> [AIM OF THE EXERCISE] Return the full listing exactly as it is written.

#####

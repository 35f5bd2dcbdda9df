//! FilmSleuth application icon generator.
//!
//! Produces a procedural icon: a gold film reel (five sprocket holes around
//! a hub) seen through a magnifying-glass ring with a handle. Rendered at
//! an arbitrary resolution as RGBA pixel data for use as the window icon.

/// Generate a FilmSleuth icon as egui `IconData`.
pub fn generate_icon(size: u32) -> egui::IconData {
    let rgba = render_icon(size);
    egui::IconData {
        rgba,
        width: size,
        height: size,
    }
}

/// Render the icon into an RGBA pixel buffer (top-to-bottom row order).
pub fn render_icon(size: u32) -> Vec<u8> {
    let s = size as f32;
    let mut pixels = vec![0u8; (size * size * 4) as usize];

    // ── Layout ──────────────────────────────────────────────────
    let cx = s * 0.42;
    let cy = s * 0.42;
    let radius = s * 0.34;

    let ring_width = s * 0.045;
    let ring_outer = radius + ring_width;

    let angle_45: f32 = std::f32::consts::FRAC_PI_4;
    let h_start_x = cx + ring_outer * angle_45.cos();
    let h_start_y = cy + ring_outer * angle_45.sin();
    let h_end_x = s * 0.91;
    let h_end_y = s * 0.91;
    let h_width_start = s * 0.055;
    let h_width_end = s * 0.075;

    // ── Reel ────────────────────────────────────────────────────
    let reel_gold = [0xf2u8, 0xc9, 0x4c];
    let lens_dark = [0x0eu8, 0x11, 0x17];
    let hub_radius = radius * 0.16;
    let hole_orbit = radius * 0.52;
    let hole_radius = radius * 0.19;
    let holes: Vec<(f32, f32)> = (0..5)
        .map(|i| {
            let a = -std::f32::consts::FRAC_PI_2 + i as f32 * std::f32::consts::TAU / 5.0;
            (cx + hole_orbit * a.cos(), cy + hole_orbit * a.sin())
        })
        .collect();

    // ── Per-pixel rendering ─────────────────────────────────────
    for y in 0..size {
        for x in 0..size {
            let px = x as f32 + 0.5;
            let py = y as f32 + 0.5;
            let dx = px - cx;
            let dy = py - cy;
            let dist = (dx * dx + dy * dy).sqrt();

            let mut cr: u8 = 0;
            let mut cg: u8 = 0;
            let mut cb: u8 = 0;
            let mut ca: f32 = 0.0;

            // 1. Reel disc inside the lens. ─────────────────────
            if dist < radius + 1.5 {
                let edge_aa = smooth_edge(dist, radius);

                // Holes and the hub are cut out of the gold disc.
                let mut cut = smooth_edge(dist, hub_radius);
                for &(hx, hy) in &holes {
                    let hd = ((px - hx).powi(2) + (py - hy).powi(2)).sqrt();
                    cut = cut.max(smooth_edge(hd, hole_radius));
                }

                cr = lerp_c(reel_gold[0], lens_dark[0], cut);
                cg = lerp_c(reel_gold[1], lens_dark[1], cut);
                cb = lerp_c(reel_gold[2], lens_dark[2], cut);
                ca = edge_aa;

                let shade = 1.0 - 0.15 * (dist / radius);
                cr = (cr as f32 * shade).min(255.0) as u8;
                cg = (cg as f32 * shade).min(255.0) as u8;
                cb = (cb as f32 * shade).min(255.0) as u8;

                // Glass highlight, upper-left.
                let hx = dx + radius * 0.30;
                let hy = dy + radius * 0.30;
                let highlight_dist = (hx * hx + hy * hy).sqrt();
                let highlight = (1.0 - highlight_dist / (radius * 0.65)).max(0.0) * 0.18;
                cr = (cr as f32 + highlight * 255.0).min(255.0) as u8;
                cg = (cg as f32 + highlight * 255.0).min(255.0) as u8;
                cb = (cb as f32 + highlight * 255.0).min(255.0) as u8;
            }

            // 2. Magnifying-glass ring. ──────────────────────────
            let ring_inner = radius - 0.5;
            if dist > ring_inner && dist < ring_outer + 1.5 {
                let ring_alpha = smooth_edge_inv(dist, ring_inner) * smooth_edge(dist, ring_outer);

                let grad = 0.5 + 0.5 * (1.0 - (dy / radius).clamp(-1.0, 1.0)) * 0.5;
                let rr = (0x70 as f32 * grad).min(255.0) as u8;
                let rg = (0x78 as f32 * grad).min(255.0) as u8;
                let rb = (0x85 as f32 * grad).min(255.0) as u8;

                cr = lerp_c(cr, rr, ring_alpha);
                cg = lerp_c(cg, rg, ring_alpha);
                cb = lerp_c(cb, rb, ring_alpha);
                ca = ca + (1.0 - ca) * ring_alpha;
            }

            // 3. Handle. ─────────────────────────────────────────
            let ld = point_to_seg_dist(px, py, h_start_x, h_start_y, h_end_x, h_end_y);
            let t = project_t(px, py, h_start_x, h_start_y, h_end_x, h_end_y);

            if t > -0.05 && t < 1.05 {
                let tt = t.clamp(0.0, 1.0);
                let half_w = h_width_start + (h_width_end - h_width_start) * tt;
                if ld < half_w + 1.5 {
                    let handle_aa = smooth_edge(ld, half_w);
                    cr = lerp_c(cr, lerp_c(0x78, 0x50, tt), handle_aa);
                    cg = lerp_c(cg, lerp_c(0x7d, 0x55, tt), handle_aa);
                    cb = lerp_c(cb, lerp_c(0x88, 0x60, tt), handle_aa);
                    ca = ca + (1.0 - ca) * handle_aa;
                }
            }

            let idx = ((y * size + x) * 4) as usize;
            pixels[idx] = cr;
            pixels[idx + 1] = cg;
            pixels[idx + 2] = cb;
            pixels[idx + 3] = (ca * 255.0).clamp(0.0, 255.0) as u8;
        }
    }

    pixels
}

// ── Helpers ─────────────────────────────────────────────────────

/// Smooth anti-aliased edge (1 → 0 as `dist` crosses `edge`).
fn smooth_edge(dist: f32, edge: f32) -> f32 {
    let d = dist - edge;
    if d < -1.0 {
        1.0
    } else if d > 1.0 {
        0.0
    } else {
        0.5 - d * 0.5
    }
}

/// Inverted smooth edge (0 → 1 as `dist` crosses `edge` going up).
fn smooth_edge_inv(dist: f32, edge: f32) -> f32 {
    1.0 - smooth_edge(dist, edge)
}

/// Perpendicular distance from a point to a line segment.
fn point_to_seg_dist(px: f32, py: f32, ax: f32, ay: f32, bx: f32, by: f32) -> f32 {
    let t = project_t(px, py, ax, ay, bx, by).clamp(0.0, 1.0);
    let proj_x = ax + t * (bx - ax);
    let proj_y = ay + t * (by - ay);
    ((px - proj_x).powi(2) + (py - proj_y).powi(2)).sqrt()
}

/// Project point onto line segment, returning the unclamped parameter t.
fn project_t(px: f32, py: f32, ax: f32, ay: f32, bx: f32, by: f32) -> f32 {
    let abx = bx - ax;
    let aby = by - ay;
    let len_sq = abx * abx + aby * aby;
    if len_sq < 0.0001 {
        return 0.0;
    }
    ((px - ax) * abx + (py - ay) * aby) / len_sq
}

/// Linear interpolation for a single colour channel.
fn lerp_c(a: u8, b: u8, t: f32) -> u8 {
    (a as f32 * (1.0 - t) + b as f32 * t).clamp(0.0, 255.0) as u8
}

#####

> [TASK RESULT]
repository 35f5bd2dcbdda9df
//! FilmSleuth application icon generator.
//!
//! Produces a procedural icon: a gold film reel (five sprocket holes around
//! a hub) seen through a magnifying-glass ring with a handle. Rendered at
//! an arbitrary resolution as RGBA pixel data for use as the window icon.

/// Generate a FilmSleuth icon as egui `IconData`.
pub fn generate_icon(size: u32) -> egui::IconData {
    let rgba = render_icon(size);
    egui::IconData {
        rgba,
        width: size,
        height: size,
    }
}

/// Render the icon into an RGBA pixel buffer (top-to-bottom row order).
pub fn render_icon(size: u32) -> Vec<u8> {
    let s = size as f32;
    let mut pixels = vec![0u8; (size * size * 4) as usize];

    // ── Layout ──────────────────────────────────────────────────
    let cx = s * 0.42;
    let cy = s * 0.42;
    let radius = s * 0.34;

    let ring_width = s * 0.045;
    let ring_outer = radius + ring_width;

    let angle_45: f32 = std::f32::consts::FRAC_PI_4;
    let h_start_x = cx + ring_outer * angle_45.cos();
    let h_start_y = cy + ring_outer * angle_45.sin();
    let h_end_x = s * 0.91;
    let h_end_y = s * 0.91;
    let h_width_start = s * 0.055;
    let h_width_end = s * 0.075;

    // ── Reel ────────────────────────────────────────────────────
    let reel_gold = [0xf2u8, 0xc9, 0x4c];
    let lens_dark = [0x0eu8, 0x11, 0x17];
    let hub_radius = radius * 0.16;
    let hole_orbit = radius * 0.52;
    let hole_radius = radius * 0.19;
    let holes: Vec<(f32, f32)> = (0..5)
        .map(|i| {
            let a = -std::f32::consts::FRAC_PI_2 + i as f32 * std::f32::consts::TAU / 5.0;
            (cx + hole_orbit * a.cos(), cy + hole_orbit * a.sin())
        })
        .collect();

    // ── Per-pixel rendering ─────────────────────────────────────
    for y in 0..size {
        for x in 0..size {
            let px = x as f32 + 0.5;
            let py = y as f32 + 0.5;
            let dx = px - cx;
            let dy = py - cy;
            let dist = (dx * dx + dy * dy).sqrt();

            let mut cr: u8 = 0;
            let mut cg: u8 = 0;
            let mut cb: u8 = 0;
            let mut ca: f32 = 0.0;

            // 1. Reel disc inside the lens. ─────────────────────
            if dist < radius + 1.5 {
                let edge_aa = smooth_edge(dist, radius);

                // Holes and the hub are cut out of the gold disc.
                let mut cut = smooth_edge(dist, hub_radius);
                for &(hx, hy) in &holes {
                    let hd = ((px - hx).powi(2) + (py - hy).powi(2)).sqrt();
                    cut = cut.max(smooth_edge(hd, hole_radius));
                }

                cr = lerp_c(reel_gold[0], lens_dark[0], cut);
                cg = lerp_c(reel_gold[1], lens_dark[1], cut);
                cb = lerp_c(reel_gold[2], lens_dark[2], cut);
                ca = edge_aa;

                let shade = 1.0 - 0.15 * (dist / radius);
                cr = (cr as f32 * shade).min(255.0) as u8;
                cg = (cg as f32 * shade).min(255.0) as u8;
                cb = (cb as f32 * shade).min(255.0) as u8;

                // Glass highlight, upper-left.
                let hx = dx + radius * 0.30;
                let hy = dy + radius * 0.30;
                let highlight_dist = (hx * hx + hy * hy).sqrt();
                let highlight = (1.0 - highlight_dist / (radius * 0.65)).max(0.0) * 0.18;
                cr = (cr as f32 + highlight * 255.0).min(255.0) as u8;
                cg = (cg as f32 + highlight * 255.0).min(255.0) as u8;
                cb = (cb as f32 + highlight * 255.0).min(255.0) as u8;
            }

            // 2. Magnifying-glass ring. ──────────────────────────
            let ring_inner = radius - 0.5;
            if dist > ring_inner && dist < ring_outer + 1.5 {
                let ring_alpha = smooth_edge_inv(dist, ring_inner) * smooth_edge(dist, ring_outer);

                let grad = 0.5 + 0.5 * (1.0 - (dy / radius).clamp(-1.0, 1.0)) * 0.5;
                let rr = (0x70 as f32 * grad).min(255.0) as u8;
                let rg = (0x78 as f32 * grad).min(255.0) as u8;
                let rb = (0x85 as f32 * grad).min(255.0) as u8;

                cr = lerp_c(cr, rr, ring_alpha);
                cg = lerp_c(cg, rg, ring_alpha);
                cb = lerp_c(cb, rb, ring_alpha);
                ca = ca + (1.0 - ca) * ring_alpha;
            }

            // 3. Handle. ─────────────────────────────────────────
            let ld = point_to_seg_dist(px, py, h_start_x, h_start_y, h_end_x, h_end_y);
            let t = project_t(px, py, h_start_x, h_start_y, h_end_x, h_end_y);

            if t > -0.05 && t < 1.05 {
                let tt = t.clamp(0.0, 1.0);
                let half_w = h_width_start + (h_width_end - h_width_start) * tt;
                if ld < half_w + 1.5 {
                    let handle_aa = smooth_edge(ld, half_w);
                    cr = lerp_c(cr, lerp_c(0x78, 0x50, tt), handle_aa);
                    cg = lerp_c(cg, lerp_c(0x7d, 0x55, tt), handle_aa);
                    cb = lerp_c(cb, lerp_c(0x88, 0x60, tt), handle_aa);
                    ca = ca + (1.0 - ca) * handle_aa;
                }
            }

            let idx = ((y * size + x) * 4) as usize;
            pixels[idx] = cr;
            pixels[idx + 1] = cg;
            pixels[idx + 2] = cb;
            pixels[idx + 3] = (ca * 255.0).clamp(0.0, 255.0) as u8;
        }
    }

    pixels
}

// ── Helpers ─────────────────────────────────────────────────────

/// Smooth anti-aliased edge (1 → 0 as `dist` crosses `edge`).
fn smooth_edge(dist: f32, edge: f32) -> f32 {
    let d = dist - edge;
    if d < -1.0 {
        1.0
    } else if d > 1.0 {
        0.0
    } else {
        0.5 - d * 0.5
    }
}

/// Inverted smooth edge (0 → 1 as `dist` crosses `edge` going up).
fn smooth_edge_inv(dist: f32, edge: f32) -> f32 {
    1.0 - smooth_edge(dist, edge)
}

/// Perpendicular distance from a point to a line segment.
fn point_to_seg_dist(px: f32, py: f32, ax: f32, ay: f32, bx: f32, by: f32) -> f32 {
    let t = project_t(px, py, ax, ay, bx, by).clamp(0.0, 1.0);
    let proj_x = ax + t * (bx - ax);
    let proj_y = ay + t * (by - ay);
    ((px - proj_x).powi(2) + (py - proj_y).powi(2)).sqrt()
}

/// Project point onto line segment, returning the unclamped parameter t.
fn project_t(px: f32, py: f32, ax: f32, ay: f32, bx: f32, by: f32) -> f32 {
    let abx = bx - ax;
    let aby = by - ay;
    let len_sq = abx * abx + aby * aby;
    if len_sq < 0.0001 {
        return 0.0;
    }
    ((px - ax) * abx + (py - ay) * aby) / len_sq
}

/// Linear interpolation for a single colour channel.
fn lerp_c(a: u8, b: u8, t: f32) -> u8 {
    (a as f32 * (1.0 - t) + b as f32 * t).clamp(0.0, 255.0) as u8
}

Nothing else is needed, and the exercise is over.